- Born: 1899 Wandsworth, Surrey, England
- Died: 1995 (aged 95–96)
- Occupation: National Union of Agricultural and Allied Workers
- Years active: 1922–1995
- Known for: Socialist Standard Socialist Party of Great Britain Socialist Studies
- Notable work: Why Capitalism Will Not Collapse (1932)

= Edgar Hardcastle =

Theoretician of Marxist economics (1899–1995)

Edgar Richard "Hardy" Hardcastle (1899 – June 1995) was a theoretician of Marxist economics.

The son of a founder member of the Socialist Party of Great Britain, Hardcastle went to prison as a socialist conscientious objector in the First World War, formally joining his father's party in 1922. After studying at the London School of Economics under Professor Edwin Cannan, he worked all his life as a researcher in the trade union movement, first for the National Union of Agricultural and Allied Workers, then for a short while for the international trade union movement in Brussels, then till his retirement for the Union of Post Office Workers where he was chief adviser to a succession of UPW General Secretaries.

His main interest was monetary economics. From the 1930s on, as his Socialist Standard articles (written under the pen name of H.) testify, he did battle against Keynes on behalf of Marx and also, on behalf of his old professor, Cannan. Edwin Cannan, a largely forgotten classical bourgeois economist from the Ricardian school of the early 20th century, could be described as the last of the classical political economists and, as such, shared with Marx certain economic views, in particular that inflation was a purely monetary phenomenon caused by an excessive issue of an inconvertible paper currency and that banks were merely financial intermediaries without any power to "create credit." Both of these positions were denied by Keynes whose views became part of the economic orthodoxy.

Hardcastle's empirical bent enabled the SPGB to refute, with the necessary statistical evidence, theories which have sometimes been attributed to Marx such as underconsumptionism, the increasing pauperisation of the working class, the collapse of capitalism (Hardcastle was the author of the famous 1932 SPGB pamphlet Why Capitalism Will Not Collapse) and—more controversially within the Party—the increasing severity of economic crises.

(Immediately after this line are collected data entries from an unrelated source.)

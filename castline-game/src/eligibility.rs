//! Whether a species can bite under the current phase and event.
use crate::clock::Phase;
use crate::data::{EventId, FishDefinition};

/// A species is active when it feeds during `phase`. Species restricted to
/// particular events are only active while one of those events is running.
#[must_use]
pub fn is_active(fish: &FishDefinition, phase: Phase, event: Option<&EventId>) -> bool {
    if !fish.feed_hours.contains(&phase) {
        return false;
    }
    if fish.only_active_events.is_empty() {
        return true;
    }
    event.is_some_and(|event| fish.only_active_events.contains(event))
}

#[cfg(test)]
mod tests {
    use super::*;

    fn dawn_feeder() -> FishDefinition {
        let mut fish = FishDefinition::new("bream", "common", 3.0);
        fish.feed_hours = vec![Phase::Dawn];
        fish
    }

    #[test]
    fn feed_hours_gate_activity_regardless_of_event() {
        let fish = dawn_feeder();
        let blood = EventId::from("blood");
        for event in [None, Some(&blood)] {
            assert!(is_active(&fish, Phase::Dawn, event));
            assert!(!is_active(&fish, Phase::Day, event));
            assert!(!is_active(&fish, Phase::Dusk, event));
            assert!(!is_active(&fish, Phase::Night, event));
        }
    }

    #[test]
    fn event_only_species_hide_outside_their_events() {
        let mut fish = FishDefinition::new("vampire squid", "mythic", 1.0);
        fish.feed_hours = vec![Phase::Night, Phase::Dawn];
        fish.only_active_events = vec![EventId::from("blood")];

        assert!(!is_active(&fish, Phase::Night, None));
        assert!(!is_active(&fish, Phase::Night, Some(&EventId::from("toxic"))));
        assert!(is_active(&fish, Phase::Night, Some(&EventId::from("blood"))));
        assert!(!is_active(&fish, Phase::Day, Some(&EventId::from("blood"))));
    }
}
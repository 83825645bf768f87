//! The followers table: which groups may legally follow each specific type.
//!
//! The table is total (every specific type has an entry, possibly empty) and
//! purely static. Lookups never fail; turning a mismatch into a structural
//! error is the caller's job.

use crate::token::{BuilderType, GroupKind, GroupSet, KeywordType, SpecificType, Token};

use GroupKind as G;

/// Groups that can start a value: literals, names, brackets/arrays and
/// prefix operators.
pub const VALUE_START: GroupSet =
    GroupSet::of(&[G::Literal, G::Name, G::Builder, G::PrefixOperator]);

/// Groups that can follow a complete value: operators, separators and
/// binding keywords.
pub const AFTER_VALUE: GroupSet = GroupSet::of(&[
    G::InfixOperator,
    G::PostfixOperator,
    G::Keyword,
    G::Builder,
]);

/// Groups that can open a line.
pub const LINE_START: GroupSet = VALUE_START.union(GroupSet::of(&[G::Keyword, G::Flag, G::DataType]));

/// Returns the set of groups a token following `kind` may belong to.
pub fn allowed_followers(kind: SpecificType) -> GroupSet {
    match kind {
        SpecificType::Keyword(k) => match k {
            KeywordType::If
            | KeywordType::Elif
            | KeywordType::Any
            | KeywordType::While
            | KeywordType::Until
            | KeywordType::Repeat
            | KeywordType::From
            | KeywordType::Return => VALUE_START,
            KeywordType::Else => GroupSet::of(&[G::Keyword, G::Builder]),
            KeywordType::For | KeywordType::Func | KeywordType::Import => GroupSet::of(&[G::Name]),
            KeywordType::Main => GroupSet::of(&[G::Builder]),
            KeywordType::Is => GroupSet::of(&[G::DataType]),
        },
        SpecificType::Flag(_) => {
            GroupSet::of(&[G::Flag, G::DataType, G::Keyword, G::Name, G::Builder])
        }
        SpecificType::Builder(b) => match b {
            BuilderType::ArrayStart | BuilderType::Comma => VALUE_START,
            BuilderType::ArrayEnd => AFTER_VALUE.union(GroupSet::of(&[G::Assignment, G::Name])),
            BuilderType::OpenBracket => VALUE_START.union(GroupSet::of(&[G::DataType])),
            BuilderType::CloseBracket | BuilderType::MultiCall => VALUE_START.union(AFTER_VALUE),
            BuilderType::To | BuilderType::Step => VALUE_START,
            BuilderType::Range => GroupSet::of(&[G::Literal]),
            BuilderType::ArrowR => GroupSet::of(&[G::DataType]),
            BuilderType::As => GroupSet::of(&[G::Name]),
            BuilderType::OpenBlock | BuilderType::CloseBlock | BuilderType::MultiCloseScope => {
                GroupSet::EMPTY
            }
        },
        SpecificType::Prefix(_) | SpecificType::Infix(_) | SpecificType::Assignment(_) => {
            VALUE_START
        }
        SpecificType::Postfix(_) | SpecificType::Literal => AFTER_VALUE,
        SpecificType::DataType(_) => AFTER_VALUE.union(GroupSet::of(&[G::Name, G::Assignment])),
        SpecificType::Name => AFTER_VALUE.union(GroupSet::of(&[G::Assignment])),
    }
}

/// Returns `true` if `token` belongs to one of the `expected` groups.
pub fn matches(token: &Token, expected: GroupSet) -> bool {
    expected.contains(token.group())
}

/// Returns `true` if `next` may directly follow `prev` on a line.
pub fn may_follow(prev: SpecificType, next: SpecificType) -> bool {
    allowed_followers(prev).contains(next.group())
}

#[cfg(test)]
mod tests {
    use super::*;
    use crate::token::{InfixOpType, PostfixOpType, PrefixOpType};
    use psc_types::{DataType, Span};

    fn tok(text: &str) -> Token {
        Token::classify(text, Span::point(1, 1)).expect("classifiable")
    }

    #[test]
    fn test_operand_after_infix() {
        let plus = SpecificType::Infix(InfixOpType::Add);
        assert!(may_follow(plus, SpecificType::Literal));
        assert!(may_follow(plus, SpecificType::Name));
        assert!(may_follow(plus, SpecificType::Prefix(PrefixOpType::Neg)));
        assert!(!may_follow(plus, SpecificType::Infix(InfixOpType::Mult)));
        assert!(!may_follow(plus, SpecificType::Postfix(PostfixOpType::Fac)));
    }

    #[test]
    fn test_literal_cannot_follow_literal() {
        assert!(!may_follow(SpecificType::Literal, SpecificType::Literal));
        assert!(!may_follow(SpecificType::Literal, SpecificType::Name));
    }

    #[test]
    fn test_is_expects_data_type() {
        let is = SpecificType::Keyword(KeywordType::Is);
        assert!(may_follow(is, SpecificType::DataType(DataType::INT)));
        assert!(!may_follow(is, SpecificType::Literal));
    }

    #[test]
    fn test_cast_bracket_accepts_data_type() {
        let open = SpecificType::Builder(BuilderType::OpenBracket);
        assert!(may_follow(open, SpecificType::DataType(DataType::TEXT)));
        let close = SpecificType::Builder(BuilderType::CloseBracket);
        assert!(may_follow(close, SpecificType::Literal));
    }

    #[test]
    fn test_blocks_end_the_line() {
        assert!(allowed_followers(SpecificType::Builder(BuilderType::OpenBlock)).is_empty());
    }

    #[test]
    fn test_matches() {
        assert!(matches(&tok("42"), VALUE_START));
        assert!(matches(&tok("x"), VALUE_START));
        assert!(!matches(&tok("*"), VALUE_START));
        assert!(matches(&tok("*"), AFTER_VALUE));
        assert!(matches(&tok("if"), LINE_START));
    }

    #[test]
    fn test_table_is_total() {
        // Every representative kind has an entry and postfix/literal/name
        // accept at least an infix operator afterwards.
        for text in ["x", "1", "!", "]", ")"] {
            let followers = allowed_followers(tok(text).kind);
            assert!(
                followers.contains(G::InfixOperator),
                "{text} should accept an infix follower, got {followers}"
            );
        }
    }

    #[test]
    fn test_group_set_display() {
        let set = GroupSet::of(&[G::Name, G::Literal]);
        assert_eq!(set.to_string(), "{name, literal}");
    }
}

Hardcastle gave a great input into the SPGB, particularly to the Socialist Standard, serving on the editorial committee for over thirty years and contributing articles from the early 1920s onwards. He was also a member of the Executive Committee for decades and a Party lecturer and representative in debates (see Socialist Party of Great Britain debates) including cabinet minister Keith Joseph in 1974.

Towards the end of his life, Hardcastle found himself a member of one of two branches which were expelled by a poll of all the membership for deliberately and repeatedly refusing to apply a democratically arrived-at Conference decision. The two expelled branches went on to form the Socialist Studies group in 1991, of which Hardcastle remained a member until his death some four years later.